What makes good service?
We are lucky to have had great girls working alongside us. They love fashion, they love people and they are passionate - a great recipe for good service.

What makes a good customer?
We love cheerful customers. And if they are open to suggestions that's always a bonus.

Is the customer always right?
Absolutely.

Can you tell if someone isn't going to buy anything when they walk into the store?
You can't tell if someone is going to buy or not and it definitely doesn't change how she is treated. It should always be a positive experience.

How do you build up loyalty and trust with customers?
You naturally build up a relationship/friendship that is based on honesty and trust. We call them when new pieces arrive in-store that we think will suit them. We travel regularly and are constantly looking for new labels and then edit the collections to suit our customers and their lifestyles.

Your funniest - or weirdest - customer moment?
Probably the gentleman who wanted help tying up the Diane von Furstenberg wrap dress.

How do you deal with delicate situations - a customer trying on something too small for them, for example?
We would probably try to steer them towards something else that we felt would flatter, but ultimately it is their decision.

How do you find shopping elsewhere?
We have a store full of clothes of course, but definitely when we travel we love to browse or buy. However, we are probably difficult to help as we are experienced shoppers.

Where do you see retail going in the future?
Retail shopping is fun. It's a social experience which can be a welcome relief from our very busy lives - they don't call it "retail therapy" for nothing.
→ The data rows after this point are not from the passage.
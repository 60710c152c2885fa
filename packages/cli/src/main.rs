use clap::Parser;

use structptr_cli::Cli;

fn main() {
    let cli = Cli::parse();

    env_logger::Builder::from_env(env_logger::Env::default().default_filter_or(cli.log_level()))
        .init();

    let stdout = std::io::stdout();
    if let Err(e) = structptr_cli::run(&cli, std::io::stdin().lock(), stdout.lock()) {
        eprintln!("Error: {}", e);
        std::process::exit(1);
    }
}
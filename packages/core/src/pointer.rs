//! Pointer type: an RFC 6901 style path into a document.

use std::borrow::Cow;
use std::cmp::Ordering;
use std::fmt;
use std::str::FromStr;

use serde::de::Error as _;
use serde::{Deserialize, Deserializer, Serialize, Serializer};

use crate::error::{Error, Result};

/// A pointer to a value nested inside a document.
///
/// A pointer is an ordered list of segments. Segments are stored unescaped:
/// the text `/a~1b` parses to the single segment `a/b`. The empty pointer
/// refers to the whole document.
///
/// Pointers compare segment by segment, so the root sorts before everything
/// and a pointer sorts directly before the pointers it is a prefix of.
#[derive(Clone, Debug, Default, Hash, PartialEq, Eq, PartialOrd, Ord)]
pub struct Pointer {
    segments: Vec<String>,
}

impl Pointer {
    /// The root pointer.
    pub fn root() -> Self {
        Pointer::default()
    }

    /// Parse pointer text.
    ///
    /// # Syntax
    ///
    /// - The empty string is the root pointer
    /// - Anything else must start with `/`; segments are separated by `/`
    /// - `~1` decodes to `/` and `~0` to `~`, in that order
    /// - A trailing `/` yields a final empty segment
    ///
    /// # Examples
    ///
    /// ```rust
    /// use structptr_core::Pointer;
    ///
    /// let p = Pointer::parse("/foo/a~1b").unwrap();
    /// assert_eq!(p.segments(), ["foo", "a/b"]);
    /// assert!(Pointer::parse("foo").is_err());
    /// ```
    pub fn parse(input: &str) -> Result<Self> {
        if input.is_empty() {
            return Ok(Pointer::root());
        }

        let Some(rest) = input.strip_prefix('/') else {
            return Err(Error::parse(input, "first char must be '/'"));
        };

        Ok(Pointer {
            segments: rest.split('/').map(unescape).collect(),
        })
    }

    /// Build a pointer from already-unescaped segments.
    pub fn from_segments<I, S>(segments: I) -> Self
    where
        I: IntoIterator<Item = S>,
        S: Into<String>,
    {
        Pointer {
            segments: segments.into_iter().map(Into::into).collect(),
        }
    }

    pub fn is_root(&self) -> bool {
        self.segments.is_empty()
    }

    /// Same as [`Pointer::is_root`].
    pub fn is_empty(&self) -> bool {
        self.segments.is_empty()
    }

    pub fn len(&self) -> usize {
        self.segments.len()
    }

    pub fn segments(&self) -> &[String] {
        &self.segments
    }

    pub fn iter(&self) -> impl Iterator<Item = &String> {
        self.segments.iter()
    }

    pub fn last(&self) -> Option<&str> {
        self.segments.last().map(String::as_str)
    }

    /// The pointer one level up. The parent of the root is the root.
    #[must_use]
    pub fn parent(&self) -> Pointer {
        match self.segments.split_last() {
            Some((_, init)) => Pointer {
                segments: init.to_vec(),
            },
            None => Pointer::root(),
        }
    }

    /// A new pointer with `segment` appended.
    #[must_use]
    pub fn child(&self, segment: impl Into<String>) -> Pointer {
        let mut segments = self.segments.clone();
        segments.push(segment.into());
        Pointer { segments }
    }

    /// Join this pointer with another.
    #[must_use]
    pub fn join(&self, other: &Pointer) -> Pointer {
        let mut segments = self.segments.clone();
        segments.extend(other.segments.iter().cloned());
        Pointer { segments }
    }

    /// Check if this pointer starts with `prefix`.
    pub fn has_prefix(&self, prefix: &Pointer) -> bool {
        self.segments.starts_with(&prefix.segments)
    }
}

fn unescape(segment: &str) -> String {
    if !segment.contains('~') {
        return segment.to_string();
    }
    segment.replace("~1", "/").replace("~0", "~")
}

fn escape(segment: &str) -> Cow<'_, str> {
    if !segment.contains(['~', '/']) {
        return Cow::Borrowed(segment);
    }
    Cow::Owned(segment.replace('~', "~0").replace('/', "~1"))
}

impl fmt::Display for Pointer {
    fn fmt(&self, f: &mut fmt::Formatter<'_>) -> fmt::Result {
        for segment in &self.segments {
            write!(f, "/{}", escape(segment))?;
        }
        Ok(())
    }
}

impl FromStr for Pointer {
    type Err = Error;

    fn from_str(s: &str) -> Result<Self> {
        Pointer::parse(s)
    }
}

impl std::ops::Index<usize> for Pointer {
    type Output = String;

    fn index(&self, i: usize) -> &Self::Output {
        &self.segments[i]
    }
}

impl Serialize for Pointer {
    fn serialize<S>(&self, serializer: S) -> std::result::Result<S::Ok, S::Error>
    where
        S: Serializer,
    {
        serializer.serialize_str(&self.to_string())
    }
}

impl<'de> Deserialize<'de> for Pointer {
    fn deserialize<D>(deserializer: D) -> std::result::Result<Pointer, D::Error>
    where
        D: Deserializer<'de>,
    {
        let s: String = Deserialize::deserialize(deserializer)?;

        Pointer::parse(&s).map_err(D::Error::custom)
    }
}

/// Sort pointers into application order: root first, then segment by
/// segment, with every pointer directly before the pointers it prefixes.
pub fn sort_pointers(pointers: &mut [Pointer]) {
    pointers.sort();
}

/// Order pointers so they can be deleted one after another.
///
/// Later siblings come before earlier ones and descendants before their
/// ancestors, so no deletion shifts the target of a pointer still to come.
/// Segments that are both decimal indices compare by value, which keeps
/// `/xs/10` ahead of `/xs/2`. Pointers naming the same target (`/xs/1` and
/// `/xs/01`) are collapsed to one.
pub fn sort_for_removal(pointers: &mut Vec<Pointer>) {
    pointers.sort_by(|a, b| removal_cmp(b, a));
    pointers.dedup_by(|a, b| removal_cmp(a, b) == Ordering::Equal);
}

fn removal_cmp(a: &Pointer, b: &Pointer) -> Ordering {
    for (x, y) in a.segments.iter().zip(&b.segments) {
        let order = match (x.parse::<usize>(), y.parse::<usize>()) {
            (Ok(i), Ok(j)) => i.cmp(&j),
            _ => x.cmp(y),
        };
        if order != Ordering::Equal {
            return order;
        }
    }
    a.len().cmp(&b.len())
}

/// Macro for creating pointers from literals.
///
/// # Example
///
/// ```rust
/// use structptr_core::pointer;
///
/// let p = pointer!("/users/0/name");
/// assert_eq!(p.len(), 3);
/// ```
#[macro_export]
macro_rules! pointer {
    ($s:expr) => {
        $crate::Pointer::parse($s).expect("invalid pointer literal")
    };
}

#[cfg(test)]
mod tests {
    use super::*;
    use crate::ErrorKind;

    fn segments(input: &str) -> Vec<String> {
        Pointer::parse(input).unwrap().segments().to_vec()
    }

    #[test]
    fn parse_empty_is_root() {
        let p = Pointer::parse("").unwrap();
        assert!(p.is_root());
        assert_eq!(p.len(), 0);
    }

    #[test]
    fn parse_relative_is_rejected() {
        let err = Pointer::parse("foo").unwrap_err();
        assert_eq!(err.kind(), ErrorKind::Parse);
        assert_eq!(err.pointer(), "foo");
    }

    #[test]
    fn parse_basic() {
        assert_eq!(segments("/foo/bar"), ["foo", "bar"]);
        assert_eq!(segments("/foo/bar/baz"), ["foo", "bar", "baz"]);
    }

    #[test]
    fn parse_escapes() {
        assert_eq!(segments("/foo/a~1b"), ["foo", "a/b"]);
        assert_eq!(segments("/foo/a~0b"), ["foo", "a~b"]);
        assert_eq!(segments("/foo/a~01b"), ["foo", "a~1b"]);
    }

    #[test]
    fn parse_empty_segments() {
        assert_eq!(segments("/"), [""]);
        assert_eq!(segments("/foo/"), ["foo", ""]);
        assert_eq!(segments("//"), ["", ""]);
    }

    #[test]
    fn display_round_trips() {
        for input in ["", "/", "/foo", "/foo/bar", "/a~1b/c~0d", "/foo/a~01b", "/foo/", "/-"] {
            assert_eq!(Pointer::parse(input).unwrap().to_string(), input);
        }
    }

    #[test]
    fn display_escapes_tilde_before_slash() {
        let p = Pointer::from_segments(["~1", "a/b~"]);
        assert_eq!(p.to_string(), "/~01/a~1b~0");
        assert_eq!(Pointer::parse(&p.to_string()).unwrap(), p);
    }

    #[test]
    fn parent() {
        assert_eq!(pointer!("/foo/bar").parent(), pointer!("/foo"));
        assert_eq!(pointer!("/foo").parent(), Pointer::root());
        assert!(Pointer::root().parent().is_root());
    }

    #[test]
    fn child_does_not_mutate() {
        let p = pointer!("/foo");
        let c = p.child("bar");
        assert_eq!(p.to_string(), "/foo");
        assert_eq!(c.to_string(), "/foo/bar");
        assert_eq!(c.last(), Some("bar"));
    }

    #[test]
    fn join_and_prefix() {
        let joined = pointer!("/a").join(&pointer!("/b/c"));
        assert_eq!(joined, pointer!("/a/b/c"));
        assert!(joined.has_prefix(&pointer!("/a/b")));
        assert!(joined.has_prefix(&Pointer::root()));
        assert!(!joined.has_prefix(&pointer!("/b")));
    }

    #[test]
    fn index_trait() {
        let p = pointer!("/foo/bar");
        assert_eq!(&p[0], "foo");
        assert_eq!(&p[1], "bar");
    }

    #[test]
    fn from_str_parses() {
        let p: Pointer = "/x/0".parse().unwrap();
        assert_eq!(p.segments(), ["x", "0"]);
    }

    #[test]
    fn sort_root_first() {
        let mut ps = vec![pointer!("/foo"), pointer!("")];
        sort_pointers(&mut ps);
        assert_eq!(ps, [pointer!(""), pointer!("/foo")]);
    }

    #[test]
    fn sort_prefix_before_descendant() {
        let mut ps = vec![pointer!("/foo"), pointer!(""), pointer!("/foo/0")];
        sort_pointers(&mut ps);
        let out: Vec<String> = ps.iter().map(ToString::to_string).collect();
        assert_eq!(out, ["", "/foo", "/foo/0"]);
    }

    #[test]
    fn sort_lexicographic_by_segment() {
        let mut ps = vec![pointer!("/foo"), pointer!(""), pointer!("/bar/0")];
        sort_pointers(&mut ps);
        let out: Vec<String> = ps.iter().map(ToString::to_string).collect();
        assert_eq!(out, ["", "/bar/0", "/foo"]);
    }

    #[test]
    fn removal_order_compares_indices_by_value() {
        let mut ps = vec![pointer!("/xs/2"), pointer!("/xs/10"), pointer!("/xs/9")];
        sort_for_removal(&mut ps);
        let out: Vec<String> = ps.iter().map(ToString::to_string).collect();
        assert_eq!(out, ["/xs/10", "/xs/9", "/xs/2"]);
    }

    #[test]
    fn removal_order_puts_descendants_first() {
        let mut ps = vec![pointer!("/a"), pointer!("/a/b/0"), pointer!("/b"), pointer!("/a/b")];
        sort_for_removal(&mut ps);
        let out: Vec<String> = ps.iter().map(ToString::to_string).collect();
        assert_eq!(out, ["/b", "/a/b/0", "/a/b", "/a"]);
    }

    #[test]
    fn removal_order_collapses_same_target() {
        let mut ps = vec![
            pointer!("/xs/1"),
            pointer!("/xs/3"),
            pointer!("/xs/01"),
            pointer!("/xs/1"),
        ];
        sort_for_removal(&mut ps);
        assert_eq!(ps.len(), 2);
        assert_eq!(ps[0], pointer!("/xs/3"));
        assert_eq!(ps[1].last(), Some("1"));
    }

    #[test]
    fn serde_uses_pointer_text() {
        let p = pointer!("/a~1b/0");
        let json = serde_json::to_string(&p).unwrap();
        assert_eq!(json, r#""/a~1b/0""#);
        let back: Pointer = serde_json::from_str(&json).unwrap();
        assert_eq!(back, p);
        assert!(serde_json::from_str::<Pointer>(r#""nope""#).is_err());
    }

    #[test]
    #[should_panic(expected = "invalid pointer literal")]
    fn macro_panics_on_bad_literal() {
        pointer!("relative");
    }
}
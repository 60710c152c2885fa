//! Error types for the serde layer.

/// Errors from converting between documents and serde types.
#[derive(thiserror::Error, Debug)]
pub enum Error {
    /// Resolving the pointer failed.
    #[error("{0}")]
    Pointer(#[from] structptr_core::Error),

    /// A Rust value couldn't be turned into a document.
    #[error("encode error: {0}")]
    Encode(#[source] serde_json::Error),

    /// A document couldn't be turned into the requested Rust type.
    #[error("decode error: {0}")]
    Decode(#[source] serde_json::Error),
}

/// Result type alias for serde layer operations.
pub type Result<T> = std::result::Result<T, Error>;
It's an immediate buzz. You just can't get that sitting in front of a computer.

How do you dress?
We mostly wear clothing from Muse as we love what we buy. We carry about 25 different labels, such as DvF, Tibi, Rebecca Taylor, Elizabeth & James, so are totally spoilt for choice. The collections are delivered as they arrive into stores overseas, so although we are opposite seasons, we buy the trans-seasonal pieces so that customers have access to the latest fashions.

Do you dress in a specific way when you're on the shop floor?
We all have our individual styles and that's to be encouraged.